Saved entries:
<<<<
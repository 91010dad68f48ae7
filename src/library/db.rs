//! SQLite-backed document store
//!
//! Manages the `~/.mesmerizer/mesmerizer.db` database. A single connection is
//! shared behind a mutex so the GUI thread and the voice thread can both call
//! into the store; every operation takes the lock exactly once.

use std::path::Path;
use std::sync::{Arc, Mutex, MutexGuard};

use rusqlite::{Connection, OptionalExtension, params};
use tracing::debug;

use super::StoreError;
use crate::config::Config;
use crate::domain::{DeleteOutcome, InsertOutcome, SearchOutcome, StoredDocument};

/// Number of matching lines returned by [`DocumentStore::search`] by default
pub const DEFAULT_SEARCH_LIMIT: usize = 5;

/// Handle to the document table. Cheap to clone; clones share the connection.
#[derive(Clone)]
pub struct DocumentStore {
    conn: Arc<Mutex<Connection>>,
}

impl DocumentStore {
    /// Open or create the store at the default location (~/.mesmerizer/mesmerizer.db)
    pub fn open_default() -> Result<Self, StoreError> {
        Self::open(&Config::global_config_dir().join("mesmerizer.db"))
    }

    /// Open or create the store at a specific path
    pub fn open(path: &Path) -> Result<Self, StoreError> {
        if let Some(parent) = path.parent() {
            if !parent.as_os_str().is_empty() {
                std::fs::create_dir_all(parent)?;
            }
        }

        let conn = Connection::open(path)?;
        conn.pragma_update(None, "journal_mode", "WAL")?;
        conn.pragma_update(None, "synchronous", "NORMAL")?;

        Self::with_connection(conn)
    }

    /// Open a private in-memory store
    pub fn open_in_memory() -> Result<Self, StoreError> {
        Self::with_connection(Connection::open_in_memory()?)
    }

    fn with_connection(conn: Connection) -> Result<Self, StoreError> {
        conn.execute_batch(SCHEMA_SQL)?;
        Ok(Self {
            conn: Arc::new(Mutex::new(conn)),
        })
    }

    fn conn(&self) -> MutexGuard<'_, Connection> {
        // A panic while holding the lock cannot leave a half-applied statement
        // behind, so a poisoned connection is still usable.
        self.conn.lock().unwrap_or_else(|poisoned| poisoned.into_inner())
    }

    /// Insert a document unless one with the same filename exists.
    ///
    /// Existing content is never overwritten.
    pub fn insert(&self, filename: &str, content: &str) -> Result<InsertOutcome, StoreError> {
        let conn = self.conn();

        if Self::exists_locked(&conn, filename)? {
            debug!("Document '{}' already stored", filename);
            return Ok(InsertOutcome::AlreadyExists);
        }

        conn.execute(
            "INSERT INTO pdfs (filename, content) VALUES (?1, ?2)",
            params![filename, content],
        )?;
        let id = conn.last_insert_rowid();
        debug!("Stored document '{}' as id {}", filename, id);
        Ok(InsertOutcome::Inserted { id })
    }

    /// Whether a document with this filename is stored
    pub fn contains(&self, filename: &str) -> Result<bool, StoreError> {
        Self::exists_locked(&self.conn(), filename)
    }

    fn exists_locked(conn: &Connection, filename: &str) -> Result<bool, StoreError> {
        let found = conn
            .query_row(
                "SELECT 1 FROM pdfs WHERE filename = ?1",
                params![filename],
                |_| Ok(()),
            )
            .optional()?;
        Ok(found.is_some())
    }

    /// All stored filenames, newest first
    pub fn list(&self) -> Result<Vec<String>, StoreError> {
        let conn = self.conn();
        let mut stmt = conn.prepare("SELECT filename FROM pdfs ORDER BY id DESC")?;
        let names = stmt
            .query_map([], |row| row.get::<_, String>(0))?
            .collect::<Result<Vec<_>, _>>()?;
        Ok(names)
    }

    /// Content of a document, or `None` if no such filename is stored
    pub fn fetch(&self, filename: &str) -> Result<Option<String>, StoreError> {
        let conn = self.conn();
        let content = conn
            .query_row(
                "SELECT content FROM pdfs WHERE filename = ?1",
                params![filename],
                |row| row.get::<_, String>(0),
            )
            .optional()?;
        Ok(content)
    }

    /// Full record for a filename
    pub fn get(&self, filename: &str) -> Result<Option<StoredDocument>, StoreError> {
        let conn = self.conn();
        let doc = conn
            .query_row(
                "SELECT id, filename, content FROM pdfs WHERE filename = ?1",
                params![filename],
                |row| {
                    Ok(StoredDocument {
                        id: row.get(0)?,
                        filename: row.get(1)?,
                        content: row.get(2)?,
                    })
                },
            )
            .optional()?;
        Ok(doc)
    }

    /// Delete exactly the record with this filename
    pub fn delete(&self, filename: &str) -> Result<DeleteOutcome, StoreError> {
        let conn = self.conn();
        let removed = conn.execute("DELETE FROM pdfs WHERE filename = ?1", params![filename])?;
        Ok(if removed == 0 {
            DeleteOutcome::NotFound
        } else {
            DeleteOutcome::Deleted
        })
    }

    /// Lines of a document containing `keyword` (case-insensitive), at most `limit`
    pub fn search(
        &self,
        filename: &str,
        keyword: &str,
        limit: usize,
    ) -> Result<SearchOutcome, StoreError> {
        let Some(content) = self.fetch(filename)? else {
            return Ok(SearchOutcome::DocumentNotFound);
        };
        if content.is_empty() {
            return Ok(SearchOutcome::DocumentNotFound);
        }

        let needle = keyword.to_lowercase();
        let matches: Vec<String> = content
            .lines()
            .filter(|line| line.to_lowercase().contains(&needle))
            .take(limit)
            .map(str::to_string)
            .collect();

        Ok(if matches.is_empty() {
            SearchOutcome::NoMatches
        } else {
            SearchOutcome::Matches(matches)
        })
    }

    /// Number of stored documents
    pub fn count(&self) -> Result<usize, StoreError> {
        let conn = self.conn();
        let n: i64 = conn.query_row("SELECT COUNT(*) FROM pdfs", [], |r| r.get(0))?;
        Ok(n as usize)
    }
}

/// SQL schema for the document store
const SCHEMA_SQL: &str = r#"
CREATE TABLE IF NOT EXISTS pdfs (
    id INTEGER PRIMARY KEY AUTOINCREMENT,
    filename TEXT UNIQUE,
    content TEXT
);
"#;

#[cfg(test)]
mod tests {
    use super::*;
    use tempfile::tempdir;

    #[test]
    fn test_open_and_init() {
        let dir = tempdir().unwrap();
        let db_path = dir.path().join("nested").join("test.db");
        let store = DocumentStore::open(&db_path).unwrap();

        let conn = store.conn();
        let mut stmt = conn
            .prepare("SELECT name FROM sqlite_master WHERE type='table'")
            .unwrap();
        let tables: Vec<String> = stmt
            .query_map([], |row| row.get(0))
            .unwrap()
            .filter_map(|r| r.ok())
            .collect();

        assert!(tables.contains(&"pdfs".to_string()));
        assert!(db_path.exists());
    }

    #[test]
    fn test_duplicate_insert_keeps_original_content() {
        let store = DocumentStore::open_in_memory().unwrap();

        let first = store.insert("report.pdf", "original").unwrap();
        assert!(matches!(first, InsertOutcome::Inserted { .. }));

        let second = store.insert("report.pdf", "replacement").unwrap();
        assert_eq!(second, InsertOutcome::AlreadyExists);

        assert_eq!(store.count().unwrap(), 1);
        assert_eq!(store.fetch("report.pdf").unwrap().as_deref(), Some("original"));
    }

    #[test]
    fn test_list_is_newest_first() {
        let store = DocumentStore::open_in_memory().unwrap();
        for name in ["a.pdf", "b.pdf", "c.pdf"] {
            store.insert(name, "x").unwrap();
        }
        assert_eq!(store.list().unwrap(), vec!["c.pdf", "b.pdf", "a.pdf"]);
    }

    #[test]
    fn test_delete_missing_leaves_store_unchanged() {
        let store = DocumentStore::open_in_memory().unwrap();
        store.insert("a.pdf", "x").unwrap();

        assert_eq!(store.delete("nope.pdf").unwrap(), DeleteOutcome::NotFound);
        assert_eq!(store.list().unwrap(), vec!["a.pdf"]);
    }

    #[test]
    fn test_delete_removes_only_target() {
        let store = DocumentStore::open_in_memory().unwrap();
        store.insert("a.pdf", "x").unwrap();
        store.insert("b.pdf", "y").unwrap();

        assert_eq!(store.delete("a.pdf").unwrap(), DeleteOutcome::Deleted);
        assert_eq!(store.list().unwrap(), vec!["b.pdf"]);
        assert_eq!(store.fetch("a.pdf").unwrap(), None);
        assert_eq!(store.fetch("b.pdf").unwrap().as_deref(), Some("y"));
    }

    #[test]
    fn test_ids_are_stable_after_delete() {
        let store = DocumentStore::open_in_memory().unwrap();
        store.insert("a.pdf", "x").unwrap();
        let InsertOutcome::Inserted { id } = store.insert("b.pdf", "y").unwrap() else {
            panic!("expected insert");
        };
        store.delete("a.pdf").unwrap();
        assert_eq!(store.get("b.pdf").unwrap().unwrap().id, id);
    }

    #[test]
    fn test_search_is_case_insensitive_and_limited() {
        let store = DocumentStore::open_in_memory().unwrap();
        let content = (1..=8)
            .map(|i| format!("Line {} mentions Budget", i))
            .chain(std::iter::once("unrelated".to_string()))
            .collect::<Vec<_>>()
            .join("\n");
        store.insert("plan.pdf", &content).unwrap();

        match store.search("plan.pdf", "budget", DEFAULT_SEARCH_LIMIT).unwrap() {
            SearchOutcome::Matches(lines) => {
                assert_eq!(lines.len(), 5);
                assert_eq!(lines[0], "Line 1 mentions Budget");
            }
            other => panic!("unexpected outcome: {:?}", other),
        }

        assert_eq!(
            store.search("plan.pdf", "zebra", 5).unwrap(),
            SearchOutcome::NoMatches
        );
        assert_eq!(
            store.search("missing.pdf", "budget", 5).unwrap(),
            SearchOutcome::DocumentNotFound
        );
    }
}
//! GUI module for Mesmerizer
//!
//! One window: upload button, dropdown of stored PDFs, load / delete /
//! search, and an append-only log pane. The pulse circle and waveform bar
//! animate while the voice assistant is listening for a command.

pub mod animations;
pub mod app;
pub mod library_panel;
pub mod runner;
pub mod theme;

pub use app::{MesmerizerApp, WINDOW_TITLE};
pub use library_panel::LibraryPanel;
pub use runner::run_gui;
>>>>
→ **Task goal**
Retrieve each line from the records above where the word "exactly" occurs.

→ **Solution to the exercise**
//! into the store; every operation takes the lock exactly once.
    /// Delete exactly the record with this filename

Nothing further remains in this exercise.